The response should contain only those lines of the entries below that include the string "Left".

== SUPPLIED DATA

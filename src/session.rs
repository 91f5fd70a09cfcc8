use chrono::{
    DateTime,
    Utc,
};
use serde::{
    Deserialize,
    Serialize,
};
use std::fmt;

pub type DexId = u16;

pub const DEX_START: DexId = 1;
pub const DEX_END: DexId = 898;
// One past the dex: "every entry decided".
pub const ENDING_ID: DexId = 899;

#[derive(Clone, Copy, Debug, Eq, PartialEq, Hash, Serialize, Deserialize)]
#[serde(rename_all = "lowercase")]
pub enum Choice {
    Smash,
    Pass,
}

impl Choice {
    pub fn as_str(self) -> &'static str {
        match self {
            Choice::Smash => "smash",
            Choice::Pass => "pass",
        }
    }
}

impl fmt::Display for Choice {
    fn fmt(&self, f: &mut fmt::Formatter<'_>) -> fmt::Result {
        write!(f, "{}", self.as_str())
    }
}

#[derive(Clone, Copy, Debug, Eq, PartialEq)]
pub enum Direction {
    Up,
    Down,
    Left,
    Right,
}

impl Direction {
    // Left/right swipes carry a rating; up/down are pure navigation.
    pub fn choice(self) -> Option<Choice> {
        match self {
            Direction::Right => Some(Choice::Smash),
            Direction::Left => Some(Choice::Pass),
            Direction::Up | Direction::Down => None,
        }
    }
}

#[derive(Clone, Copy, Debug, Default, Eq, PartialEq, Serialize, Deserialize)]
#[serde(rename_all = "lowercase")]
pub enum RenderStyle {
    #[default]
    Pixel,
    Hd,
    Showdown,
}

impl RenderStyle {
    pub fn as_str(self) -> &'static str {
        match self {
            RenderStyle::Pixel => "pixel",
            RenderStyle::Hd => "hd",
            RenderStyle::Showdown => "showdown",
        }
    }

    pub fn parse(raw: &str) -> Option<Self> {
        match raw {
            "pixel" => Some(RenderStyle::Pixel),
            "hd" => Some(RenderStyle::Hd),
            "showdown" => Some(RenderStyle::Showdown),
            _ => None,
        }
    }

    pub fn next(self) -> Self {
        match self {
            RenderStyle::Pixel => RenderStyle::Hd,
            RenderStyle::Hd => RenderStyle::Showdown,
            RenderStyle::Showdown => RenderStyle::Pixel,
        }
    }
}

#[derive(Clone, Copy, Debug, Eq, PartialEq)]
pub enum NavError {
    OutOfRange,
    // Browsing ahead of the decision frontier.
    Undecided,
}

#[derive(Clone, Copy, Debug, Eq, PartialEq)]
pub enum SessionPhase {
    Active,
    Completed,
}

#[derive(Clone, Debug, Serialize)]
pub struct ChoiceRecord {
    pub id: DexId,
    pub choice: Choice,
    pub decided_at: DateTime<Utc>,
}

/// Single source of truth for where the player is in the dex and what they
/// have decided so far. Invariants: `current_id <= highest_decided + 1` and
/// `smashes + passes <= highest_decided`.
#[derive(Clone, Debug, Eq, PartialEq)]
pub struct SessionState {
    current_id: DexId,
    highest_decided: DexId,
    smashes: u32,
    passes: u32,
    pub style: RenderStyle,
}

impl SessionState {
    pub fn new(style: RenderStyle) -> Self {
        SessionState {
            current_id: DEX_START,
            highest_decided: 0,
            smashes: 0,
            passes: 0,
            style,
        }
    }

    /// Pick the session back up behind a previously recorded score: the player
    /// lands on the first entry they have not decided yet.
    pub fn resume(
        highest_decided: DexId,
        smashes: u32,
        passes: u32,
        style: RenderStyle,
    ) -> Self {
        let highest_decided = highest_decided.min(DEX_END);
        SessionState {
            current_id: (highest_decided + 1).min(ENDING_ID).max(DEX_START),
            highest_decided,
            smashes,
            passes,
            style,
        }
    }

    pub fn current_id(&self) -> DexId {
        self.current_id
    }

    pub fn highest_decided(&self) -> DexId {
        self.highest_decided
    }

    pub fn smashes(&self) -> u32 {
        self.smashes
    }

    pub fn passes(&self) -> u32 {
        self.passes
    }

    pub fn phase(&self) -> SessionPhase {
        if self.current_id >= ENDING_ID {
            SessionPhase::Completed
        } else {
            SessionPhase::Active
        }
    }

    pub fn move_to(&mut self, id: DexId) -> Result<(), NavError> {
        if id < DEX_START || id > ENDING_ID {
            return Err(NavError::OutOfRange);
        }
        if id > self.highest_decided.saturating_add(1) {
            return Err(NavError::Undecided);
        }
        self.current_id = id;
        Ok(())
    }

    /// Up: step forward through already-decided territory.
    pub fn advance(&mut self) -> Result<(), NavError> {
        if self.current_id >= ENDING_ID {
            return Ok(());
        }
        self.move_to(self.current_id + 1)
    }

    /// Down: step back to re-browse earlier entries. Never touches counters.
    pub fn retreat(&mut self) -> Result<(), NavError> {
        if self.current_id <= DEX_START || self.current_id >= ENDING_ID {
            return Ok(());
        }
        self.move_to(self.current_id - 1)
    }

    /// Commit a rating for the current entry and advance past it, atomically.
    ///
    /// A fresh decision bumps a counter and pushes the frontier. Re-deciding a
    /// retreated-to entry leaves the counters alone but still yields a record
    /// so the remote log gets the overwrite. Returns `None` once the dex is
    /// exhausted.
    pub fn record_decision(&mut self, choice: Choice) -> Option<ChoiceRecord> {
        if self.current_id > DEX_END {
            return None;
        }
        let id = self.current_id;
        if id > self.highest_decided {
            match choice {
                Choice::Smash => self.smashes += 1,
                Choice::Pass => self.passes += 1,
            }
            self.highest_decided = id;
        }
        // Counters and position move together; id <= DEX_END guarantees the
        // step lands at most on ENDING_ID.
        self.current_id = id + 1;
        Some(ChoiceRecord {
            id,
            choice,
            decided_at: Utc::now(),
        })
    }
}

#[cfg(test)]
mod tests {
    #![allow(non_snake_case)]
    use super::*;

    #[test]
    fn move_to__rejects_ids_outside_the_dex() {
        // given
        let mut session = SessionState::new(RenderStyle::Pixel);

        // when / then
        assert_eq!(session.move_to(0), Err(NavError::OutOfRange));
        assert_eq!(session.move_to(900), Err(NavError::OutOfRange));
        assert_eq!(session.current_id(), DEX_START);
    }

    #[test]
    fn move_to__rejects_ids_past_the_decision_frontier() {
        // given
        let mut session = SessionState::new(RenderStyle::Pixel);
        session.record_decision(Choice::Smash).unwrap();

        // when
        let result = session.move_to(5);

        // then
        assert_eq!(result, Err(NavError::Undecided));
        assert_eq!(session.current_id(), 2);
    }

    #[test]
    fn record_decision__fresh_decision_counts_and_advances() {
        // given
        let mut session = SessionState::new(RenderStyle::Pixel);

        // when
        let record = session.record_decision(Choice::Smash).unwrap();

        // then
        assert_eq!(record.id, 1);
        assert_eq!(record.choice, Choice::Smash);
        assert_eq!(session.current_id(), 2);
        assert_eq!(session.highest_decided(), 1);
        assert_eq!(session.smashes(), 1);
        assert_eq!(session.passes(), 0);
    }

    #[test]
    fn record_decision__redecision_advances_without_counting() {
        // given
        let mut session = SessionState::new(RenderStyle::Pixel);
        session.record_decision(Choice::Smash).unwrap();
        session.record_decision(Choice::Pass).unwrap();
        session.retreat().unwrap();
        session.retreat().unwrap();

        // when
        let record = session.record_decision(Choice::Pass).unwrap();

        // then
        assert_eq!(record.id, 1);
        assert_eq!(record.choice, Choice::Pass);
        assert_eq!(session.current_id(), 2);
        assert_eq!(session.smashes(), 1);
        assert_eq!(session.passes(), 1);
        assert_eq!(session.highest_decided(), 2);
    }

    #[test]
    fn record_decision__is_a_noop_once_completed() {
        // given
        let mut session =
            SessionState::resume(DEX_END, 500, 398, RenderStyle::Pixel);
        assert_eq!(session.phase(), SessionPhase::Completed);

        // when
        let record = session.record_decision(Choice::Smash);

        // then
        assert!(record.is_none());
        assert_eq!(session.smashes(), 500);
        assert_eq!(session.passes(), 398);
        assert_eq!(session.current_id(), ENDING_ID);
    }

    #[test]
    fn resume__lands_on_the_first_undecided_entry() {
        // given / when
        let session = SessionState::resume(150, 90, 60, RenderStyle::Hd);

        // then
        assert_eq!(session.current_id(), 151);
        assert_eq!(session.highest_decided(), 150);
        assert_eq!(session.phase(), SessionPhase::Active);
    }

    #[test]
    fn retreat__is_a_noop_at_the_first_entry_and_after_the_ending() {
        // given
        let mut fresh = SessionState::new(RenderStyle::Pixel);
        let mut done = SessionState::resume(DEX_END, 0, 0, RenderStyle::Pixel);

        // when
        fresh.retreat().unwrap();
        done.retreat().unwrap();

        // then
        assert_eq!(fresh.current_id(), DEX_START);
        assert_eq!(done.current_id(), ENDING_ID);
    }
}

====

• REPLY TO THE TASK:
    Left,
    // Left/right swipes carry a rating; up/down are pure navigation.
            Direction::Left => Some(Choice::Pass),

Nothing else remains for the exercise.